Is there a switch that flips the headlight over to the right hand side so as not to dazzle others?

Do you put some making tape on the headlight?

I would be really interested to hear from all of you.  We are planning to head south in the summer with our 2010 Iveco daily (similar mechanically to fiat ducatto?) and I'm struggling to believe that there is no built in provision for altering the headlight for euro use.  Seems crazy to be sticking things on headlights in this modern age of technical wizardry!  I have looked in the manual and can find no reference to it.

I even read on another forum, I cant remember which one, some fella carries a spare set of headlights in the front locker of his caravan and fits then when needed.  Sounds a bit over the top to me! 

What do you do?

Cheers

Chris


----------



## TeamRienza (Oct 30, 2018)

I used to have a 2007 transit and put the beambenders on it. Easily removed after use and the sticky residue can be removed by WD40 with out much bother.

My current Motorhome is a Hymer with fancy headlamp units which are not a common make, so would not know where to put benders. Hymer headlights are notoriously crap, so I try not to drive at night. Some of the tunnels in N. Spain are up to 1km long and headlights are required. Nobody flashed me for blinding them so they are either ok or as stated just crap.

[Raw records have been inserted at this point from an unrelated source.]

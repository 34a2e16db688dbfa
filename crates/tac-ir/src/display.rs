//! Textual rendering of statements, blocks and subroutines.
//!
//! ```text
//! export function main() {
//! entry:
//!     mov %0, "Hello, world!"
//!     call %1, print_str %0
//!     ret ()
//! }
//! ```
//!
//! Jump targets render as block names, so statements are displayed
//! through their enclosing [`Subroutine`].

use std::fmt;

use crate::{
    block::{Block, BlockId},
    statement::Statement,
    subroutine::Subroutine,
    types::Mutability,
};

/// Helper struct to display a statement inside its subroutine.
pub struct StatementDisplay<'a> {
    stmt: &'a Statement,
    sub: &'a Subroutine,
}

impl Statement {
    pub fn display<'a>(&'a self, sub: &'a Subroutine) -> StatementDisplay<'a> {
        StatementDisplay { stmt: self, sub }
    }
}

impl StatementDisplay<'_> {
    fn target(&self, f: &mut fmt::Formatter<'_>, id: BlockId) -> fmt::Result {
        match self.sub.block(id) {
            Some(block) => write!(f, "{}", block.name()),
            None => write!(f, "@{id}"),
        }
    }
}

impl fmt::Display for StatementDisplay<'_> {
    fn fmt(&self, f: &mut fmt::Formatter<'_>) -> fmt::Result {
        match self.stmt {
            Statement::Move(s) => write!(f, "mov {}, {}", s.dst, s.src),
            Statement::Unary(s) => write!(f, "{} {}, {}", s.op, s.dst, s.src),
            Statement::Binary(s) => write!(f, "{} {}, {}, {}", s.op, s.dst, s.lhs, s.rhs),
            Statement::ConditionalJump(s) => {
                write!(f, "{} {}, {}, ", s.op, s.lhs, s.rhs)?;
                self.target(f, s.if_true)?;
                write!(f, ", ")?;
                self.target(f, s.if_false)
            }
            Statement::Goto(s) => {
                write!(f, "jmp ")?;
                self.target(f, s.target)
            }
            Statement::Return(s) => write!(f, "ret {}", s.value),
            Statement::TailCall(s) => write!(f, "tailcall {} {}", s.func, s.arg),
            Statement::Call(s) => write!(f, "call {}, {} {}", s.dst, s.func, s.arg),
            Statement::MakeRef(s) => match s.mutability {
                Mutability::Immutable => write!(f, "mkref {}, {}", s.dst, s.src),
                Mutability::Mutable => write!(f, "mkref.mut {}, {}", s.dst, s.src),
            },
            Statement::LoadRef(s) => write!(f, "ldref {}, {}", s.dst, s.reference),
            Statement::StoreRef(s) => write!(f, "stref {}, {}", s.reference, s.src),
        }
    }
}

/// Helper struct to display a block inside its subroutine.
pub struct BlockDisplay<'a> {
    block: &'a Block,
    sub: &'a Subroutine,
}

impl Block {
    pub fn display<'a>(&'a self, sub: &'a Subroutine) -> BlockDisplay<'a> {
        BlockDisplay { block: self, sub }
    }
}

impl fmt::Display for BlockDisplay<'_> {
    fn fmt(&self, f: &mut fmt::Formatter<'_>) -> fmt::Result {
        writeln!(f, "{}:", self.block.name())?;
        for stmt in self.block.statements() {
            writeln!(f, "    {}", stmt.display(self.sub))?;
        }
        Ok(())
    }
}

/// Renders the signature line, e.g. `export function main(a: i32) {`.
pub(crate) struct Signature<'a>(pub(crate) &'a Subroutine);

impl fmt::Display for Signature<'_> {
    fn fmt(&self, f: &mut fmt::Formatter<'_>) -> fmt::Result {
        let sub = self.0;
        if sub.is_export() {
            write!(f, "export ")?;
        }
        let kind = if sub.is_expr() { "expr" } else { "function" };
        write!(f, "{kind} {}(", sub.name())?;
        for (i, param) in sub.params().iter().enumerate() {
            if i > 0 {
                write!(f, ", ")?;
            }
            write!(f, "{param}: {}", param.ty())?;
        }
        write!(f, ") {{")
    }
}

/// Renders reachable blocks only, in trace order.
impl fmt::Display for Subroutine {
    fn fmt(&self, f: &mut fmt::Formatter<'_>) -> fmt::Result {
        writeln!(f, "{}", Signature(self))?;
        for id in self.reachable_blocks() {
            if let Some(block) = self.block(id) {
                write!(f, "{}", block.display(self))?;
            }
        }
        write!(f, "}}")
    }
}

#[cfg(test)]
mod tests {
    #![allow(clippy::unwrap_used)]

    use super::*;
    use crate::{
        name::QualifiedName,
        ops::{CondDomain, CondOp, Relation},
        statement::{Call, ConditionalJump},
        types::{FunctionType, Type},
        value::{Binding, FuncRef, Value},
    };

    #[test]
    fn test_hello_world() {
        let mut sub = Subroutine::new(
            QualifiedName::simple("main"),
            FunctionType::new(Type::Unit, Type::Unit),
        )
        .unwrap();
        sub.set_export(true);
        let s0 = Binding::immutable("%0", Type::string());
        let s1 = Binding::immutable("%1", Type::Unit);
        let print = FuncRef::native("print_str", FunctionType::new(Type::string(), Type::Unit));
        sub.set_statements(
            sub.entry(),
            vec![
                Statement::mov(s0.clone(), "Hello, world!"),
                Call {
                    dst: s1,
                    func: print.into(),
                    arg: s0.into(),
                }
                .into(),
                Statement::ret(()),
            ],
        )
        .unwrap();

        assert_eq!(
            sub.to_string(),
            "export function main() {\n\
             entry:\n    \
             mov %0, \"Hello, world!\"\n    \
             call %1, print_str %0\n    \
             ret ()\n\
             }"
        );
    }

    #[test]
    fn test_jumps_render_block_names() {
        let mut sub = Subroutine::new(
            QualifiedName::dotted("std.loop"),
            FunctionType::new(Type::int(), Type::int()),
        )
        .unwrap();
        sub.set_expr(true);
        let n = Binding::parameter("n", Type::int());
        sub.set_params(vec![n.clone()]);
        let yes = sub.add_block("yes").unwrap();
        let no = sub.add_block("no").unwrap();
        let jump = Statement::from(ConditionalJump {
            op: CondOp::new(Relation::Lt, CondDomain::Int).unwrap(),
            lhs: n.clone().into(),
            rhs: Value::Int(10),
            if_true: yes,
            if_false: no,
        });
        sub.set_statements(sub.entry(), vec![jump.clone()]).unwrap();
        sub.set_statements(yes, vec![Statement::ret(1)]).unwrap();
        sub.set_statements(no, vec![Statement::goto(yes)]).unwrap();

        assert_eq!(jump.display(&sub).to_string(), "jlt.ii n, 10, yes, no");
        let text = sub.to_string();
        assert!(text.starts_with("expr std.loop(n: i32) {\n"));
        assert!(text.contains("no:\n    jmp yes\n"));
    }
}
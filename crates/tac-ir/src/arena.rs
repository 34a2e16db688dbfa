use std::{fmt, hash::Hash, iter::FusedIterator, marker::PhantomData, slice};

use buggy::{Bug, BugExt as _};

/// A typed index into an [`Arena`].
pub trait Key: Copy + Clone + fmt::Debug + Eq + PartialEq + Hash + Sized + 'static {
    fn to_usize(self) -> usize;
    fn from_u32(id: u32) -> Self;
}

/// Append-only storage that hands out stable, typed keys.
///
/// Items are never removed, so a key stays valid for the lifetime of the
/// arena. Unreachable items are simply no longer referenced.
#[derive(Clone, Debug, PartialEq)]
pub struct Arena<K, V> {
    items: Vec<V>,
    _marker: PhantomData<fn() -> K>,
}

impl<K, V> Arena<K, V> {
    pub const fn new() -> Self {
        Self {
            items: Vec::new(),
            _marker: PhantomData,
        }
    }

    /// Number of items ever inserted.
    pub fn len(&self) -> usize {
        self.items.len()
    }

    pub fn is_empty(&self) -> bool {
        self.items.is_empty()
    }
}

impl<K, V> Arena<K, V>
where
    K: Key,
{
    pub fn insert(&mut self, item: V) -> Result<K, Bug> {
        self.insert_with_key(|_| item)
    }

    /// Inserts the item produced by `f`, which learns its own key first.
    pub fn insert_with_key<F>(&mut self, f: F) -> Result<K, Bug>
    where
        F: FnOnce(K) -> V,
    {
        let id = u32::try_from(self.items.len()).assume("arena index fits in `u32`")?;
        let key = K::from_u32(id);
        self.items.push(f(key));
        Ok(key)
    }

    pub fn get(&self, id: K) -> Option<&V> {
        self.items.get(id.to_usize())
    }

    pub fn get_mut(&mut self, id: K) -> Option<&mut V> {
        self.items.get_mut(id.to_usize())
    }

    pub fn contains(&self, id: K) -> bool {
        id.to_usize() < self.items.len()
    }

    pub fn iter(&self) -> ArenaIter<'_, K, V> {
        ArenaIter {
            iter: self.items.iter(),
            next: 0,
            _marker: PhantomData,
        }
    }
}

impl<K, V> std::ops::Index<K> for Arena<K, V>
where
    K: Key,
{
    type Output = V;

    fn index(&self, id: K) -> &Self::Output {
        &self.items[id.to_usize()]
    }
}

impl<K, V> Default for Arena<K, V> {
    fn default() -> Self {
        Self::new()
    }
}

impl<'a, K, V> IntoIterator for &'a Arena<K, V>
where
    K: Key,
{
    type Item = (K, &'a V);
    type IntoIter = ArenaIter<'a, K, V>;

    fn into_iter(self) -> Self::IntoIter {
        self.iter()
    }
}

pub struct ArenaIter<'a, K, V> {
    iter: slice::Iter<'a, V>,
    next: u32,
    _marker: PhantomData<fn() -> K>,
}

impl<'a, K, V> Iterator for ArenaIter<'a, K, V>
where
    K: Key,
{
    type Item = (K, &'a V);

    #[inline]
    fn next(&mut self) -> Option<Self::Item> {
        let item = self.iter.next()?;
        let key = K::from_u32(self.next);
        // Insertion caps the arena at `u32::MAX` items.
        self.next = self.next.saturating_add(1);
        Some((key, item))
    }

    #[inline]
    fn size_hint(&self) -> (usize, Option<usize>) {
        self.iter.size_hint()
    }
}

impl<K, V> ExactSizeIterator for ArenaIter<'_, K, V> where K: Key {}

impl<K, V> FusedIterator for ArenaIter<'_, K, V> where K: Key {}

macro_rules! new_key_type {
    (
        $(#[$meta:meta])*
        $vis:vis struct $name:ident;
    ) => {
        $(#[$meta])*
        #[derive(
            Copy,
            Clone,
            Default,
            Debug,
            Eq,
            PartialEq,
            Ord,
            PartialOrd,
            std::hash::Hash,
            ::serde::Serialize,
            ::serde::Deserialize,
        )]
        $vis struct $name(u32);

        impl $crate::arena::Key for $name {
            #[inline]
            fn to_usize(self) -> usize {
                self.0 as usize
            }

            #[inline]
            fn from_u32(id: u32) -> Self {
                Self(id)
            }
        }

        impl ::std::fmt::Display for $name {
            fn fmt(&self, f: &mut ::std::fmt::Formatter<'_>) -> ::std::fmt::Result {
                write!(f, "{}", self.0)
            }
        }
    };
}
pub(crate) use new_key_type;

They do have levers that allow you to flip from Uk to European settings, but the instructions are poor and you would need arms and fingers like ET to reach them.

My only concern is the tiny possibility of a policeman making an issue out of not having them for want of something better to do!

Davy


----------



## cliveandann (Oct 30, 2018)

My comments in blue



Chris Evans001 said:


> So, you've crossed the channel, either by tunnel or boat...  The headlights need using because it's getting dark...
> 
> Do you put the sticky beam deflectors on the headlights that I'm told are a pain to remove?
> Yes - although you can get away without them the police particularly in France may well fine you if you don't have them.  As for removing them the usual method is to turn on the headlights for a few minutes to warm up the deflectors.  They should then peel off reasonably easily.  You could use a hair dryer as an alternative but take care to warm up the glass (unless its plastic) slowly or it might crack.
> ...


----------



## colinm (Oct 30, 2018)

We have headlight protectors fitted to our x250, these came with masks and markings showing where to stick them, the masks are now long gone but I just use a couple of bits of tape now, clean it off with meths, which reminds me haven't taken them off since last trip.


----------



## Canalsman (Oct 30, 2018)

I fitted Eurolite masks to my Ducato headlights and I have not removed them.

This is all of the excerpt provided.